Find every line below with the word "usize" in it, and copy each one.

**Dataset entries**
+---+

//! Hilbert circumcenter of three sites.
//!
//! Candidates come from the sampled bisectors: crossings of the polylines of
//! `bisector(s1, s2)` and `bisector(s1, s3)`, plus the best sample of the first
//! that matches samples of the other two within `match_tol`. Each candidate is
//! then polished by a damped Newton solve of `d(p, s1) = d(p, s2) = d(p, s3)`
//! with a finite-difference Jacobian. If nothing converges, the sites are
//! jittered and the candidate search repeated; the Newton target stays the
//! unperturbed sites.

use nalgebra::{Matrix2, Vector2};
use rand::rngs::StdRng;
use rand::{Rng, SeedableRng};
use tracing::debug;

use crate::bisector::{bisector_of, TraceCfg};
use crate::distance::hilbert_distance;
use crate::geom2::{points_equal, ConvexRegion, GeomCfg, Point, Segment};

/// Circumcenter search knobs.
#[derive(Clone, Copy, Debug)]
pub struct CircumCfg {
    /// Absolute distance for matching samples of the three bisectors.
    pub match_tol: f64,
    /// Uniform per-coordinate jitter for retries.
    pub jitter: f64,
    pub max_attempts: usize,
    /// Bisector sampling step.
    pub resolution: f64,
    pub newton_iters: usize,
    /// Accepted `max |d(p, s1) − d(p, sᵢ)|`.
    pub tol: f64,
    pub trace: TraceCfg,
}

impl Default for CircumCfg {
    fn default() -> Self {
        Self {
            match_tol: 1.0,
            jitter: 0.05,
            max_attempts: 10,
            resolution: 0.01,
            newton_iters: 40,
            tol: 1e-9,
            trace: TraceCfg::default(),
        }
    }
}

/// Point equidistant from `s1`, `s2`, `s3`, if one is found.
pub fn find_circumcenter<R: Rng + ?Sized>(
    s1: Point,
    s2: Point,
    s3: Point,
    omega: &ConvexRegion,
    cfg: &GeomCfg,
    ccfg: &CircumCfg,
    rng: &mut R,
) -> Option<Point> {
    let sites = [s1, s2, s3];
    if points_equal(s1, s2, cfg.eps_equal)
        || points_equal(s1, s3, cfg.eps_equal)
        || points_equal(s2, s3, cfg.eps_equal)
    {
        return None;
    }
    for attempt in 0..ccfg.max_attempts.max(1) {
        let probe = if attempt == 0 {
            sites
        } else {
            let j = ccfg.jitter.abs();
            sites.map(|s| s + Vector2::new(rng.gen_range(-j..=j), rng.gen_range(-j..=j)))
        };
        if probe
            .iter()
            .any(|p| !omega.contains(*p) || omega.on_boundary(*p, cfg))
        {
            continue;
        }
        for cand in candidates(probe, omega, cfg, ccfg) {
            if let Some(p) = refine(cand, sites, omega, cfg, ccfg) {
                debug!(attempt, x = p.x, y = p.y, "circumcenter found");
                return Some(p);
            }
        }
        debug!(attempt, "circumcenter attempt failed");
    }
    None
}

/// Seeded convenience wrapper.
pub fn find_circumcenter_seeded(
    s1: Point,
    s2: Point,
    s3: Point,
    omega: &ConvexRegion,
    cfg: &GeomCfg,
    ccfg: &CircumCfg,
    seed: u64,
) -> Option<Point> {
    let mut rng = StdRng::seed_from_u64(seed);
    find_circumcenter(s1, s2, s3, omega, cfg, ccfg, &mut rng)
}

fn candidates(sites: [Point; 3], omega: &ConvexRegion, cfg: &GeomCfg, ccfg: &CircumCfg) -> Vec<Point> {
    let [s1, s2, s3] = sites;
    let line12 = match bisector_of(s1, s2, omega, cfg, ccfg.trace) {
        Ok(b) => b.polyline(ccfg.resolution),
        Err(err) => {
            debug!(%err, "bisector(s1, s2) unavailable");
            return Vec::new();
        }
    };
    let line13 = match bisector_of(s1, s3, omega, cfg, ccfg.trace) {
        Ok(b) => b.polyline(ccfg.resolution),
        Err(err) => {
            debug!(%err, "bisector(s1, s3) unavailable");
            return Vec::new();
        }
    };
    let mut out = polyline_crossings(&line12, &line13, cfg);
    if let Ok(b23) = bisector_of(s2, s3, omega, cfg, ccfg.trace) {
        let line23 = b23.polyline(ccfg.resolution);
        if let Some(m) = best_match(&line12, &line13, &line23, ccfg.match_tol) {
            out.push(m);
        }
    }
    out
}

fn polyline_crossings(a: &[Point], b: &[Point], cfg: &GeomCfg) -> Vec<Point> {
    let mut out = Vec::new();
    for sa in a.windows(2) {
        let ea = Segment::new(sa[0], sa[1]);
        for sb in b.windows(2) {
            let eb = Segment::new(sb[0], sb[1]);
            if let Some(p) = ea.segment_intersection(&eb, cfg) {
                if !out.iter().any(|q: &Point| points_equal(*q, p, cfg.eps_equal)) {
                    out.push(p);
                }
            }
        }
    }
    out
}

fn nearest(p: Point, line: &[Point]) -> Option<(f64, Point)> {
    line.iter()
        .map(|q| ((q - p).norm(), *q))
        .min_by(|x, y| x.0.total_cmp(&y.0))
}

/// Sample of `a` best matched by samples of `b` and `c` (all within `tol`),
/// returned as the average of the three.
fn best_match(a: &[Point], b: &[Point], c: &[Point], tol: f64) -> Option<Point> {
    let mut best: Option<(f64, Point)> = None;
    for p in a {
        let (db, qb) = nearest(*p, b)?;
        let (dc, qc) = nearest(*p, c)?;
        let score = db.max(dc);
        if score <= tol && best.map_or(true, |(s, _)| score < s) {
            best = Some((score, (p + qb + qc) / 3.0));
        }
    }
    best.map(|(_, p)| p)
}

fn residual(p: Point, sites: [Point; 3], omega: &ConvexRegion, cfg: &GeomCfg) -> Option<Vector2<f64>> {
    let d1 = hilbert_distance(p, sites[0], omega, cfg).ok()?;
    let d2 = hilbert_distance(p, sites[1], omega, cfg).ok()?;
    let d3 = hilbert_distance(p, sites[2], omega, cfg).ok()?;
    Some(Vector2::new(d1 - d2, d1 - d3))
}

fn refine(
    start: Point,
    sites: [Point; 3],
    omega: &ConvexRegion,
    cfg: &GeomCfg,
    ccfg: &CircumCfg,
) -> Option<Point> {
    let inside = |p: Point| omega.contains(p) && !omega.on_boundary(p, cfg);
    if !inside(start) {
        return None;
    }
    let (lo, hi) = omega.bounding_box()?;
    let h = 1e-7 * (hi - lo).norm();
    let mut p = start;
    let mut f = residual(p, sites, omega, cfg)?;
    for _ in 0..ccfg.newton_iters {
        if f.amax() < ccfg.tol {
            return Some(p);
        }
        let fx = residual(p + Vector2::new(h, 0.0), sites, omega, cfg)?;
        let fy = residual(p + Vector2::new(0.0, h), sites, omega, cfg)?;
        let jac = Matrix2::from_columns(&[(fx - f) / h, (fy - f) / h]);
        let step = -(jac.try_inverse()? * f);
        let mut lambda = 1.0;
        loop {
            let cand = p + step * lambda;
            if inside(cand) {
                if let Some(fc) = residual(cand, sites, omega, cfg) {
                    if fc.norm() < f.norm() {
                        p = cand;
                        f = fc;
                        break;
                    }
                }
            }
            lambda *= 0.5;
            if lambda < 1e-8 {
                return (f.amax() < ccfg.tol).then_some(p);
            }
        }
    }
    (f.amax() < ccfg.tol).then_some(p)
}

#[cfg(test)]
mod tests {
    use super::*;
    use nalgebra::vector;

    fn pentagon() -> ConvexRegion {
        let pts: Vec<Point> = (0..5)
            .map(|k| {
                let th = std::f64::consts::FRAC_PI_2 + k as f64 * std::f64::consts::TAU / 5.0;
                vector![th.cos(), th.sin()]
            })
            .collect();
        ConvexRegion::from_points(&pts)
    }

    #[test]
    fn pentagon_circumcenter_is_equidistant() {
        let cfg = GeomCfg::default();
        let omega = pentagon();
        let (a, b, c) = (vector![-0.3, 0.0], vector![0.3, 0.05], vector![0.0, 0.35]);
        let p = find_circumcenter_seeded(a, b, c, &omega, &cfg, &CircumCfg::default(), 1)
            .expect("circumcenter");
        assert!(omega.contains(p));
        let da = hilbert_distance(p, a, &omega, &cfg).unwrap();
        let db = hilbert_distance(p, b, &omega, &cfg).unwrap();
        let dc = hilbert_distance(p, c, &omega, &cfg).unwrap();
        assert!((da - db).abs() < 1e-8 && (da - dc).abs() < 1e-8, "{da} {db} {dc}");
    }

    #[test]
    fn square_symmetric_triangle_center_on_axis() {
        let cfg = GeomCfg::default();
        let sq = ConvexRegion::from_points(&[
            vector![0.0, 0.0],
            vector![1.0, 0.0],
            vector![1.0, 1.0],
            vector![0.0, 1.0],
        ]);
        let (a, b, c) = (vector![0.3, 0.35], vector![0.7, 0.35], vector![0.5, 0.7]);
        let p = find_circumcenter_seeded(a, b, c, &sq, &cfg, &CircumCfg::default(), 5)
            .expect("circumcenter");
        assert!((p.x - 0.5).abs() < 1e-6);
    }

    #[test]
    fn coincident_sites_have_no_circumcenter() {
        let cfg = GeomCfg::default();
        let omega = pentagon();
        let a = vector![0.1, 0.1];
        let r = find_circumcenter_seeded(a, a, vector![0.2, -0.1], &omega, &cfg, &CircumCfg::default(), 0);
        assert!(r.is_none());
    }

    #[test]
    fn newton_polishes_a_rough_guess() {
        let cfg = GeomCfg::default();
        let omega = pentagon();
        let sites = [vector![-0.3, 0.0], vector![0.3, 0.05], vector![0.0, 0.35]];
        let rough = find_circumcenter_seeded(sites[0], sites[1], sites[2], &omega, &cfg, &CircumCfg::default(), 3)
            .unwrap()
            + vector![0.01, -0.01];
        let p = refine(rough, sites, &omega, &cfg, &CircumCfg::default()).unwrap();
        let f = residual(p, sites, &omega, &cfg).unwrap();
        assert!(f.amax() < 1e-9);
    }
}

+---+

**Answer area**
    pub max_attempts: usize,
    pub newton_iters: usize,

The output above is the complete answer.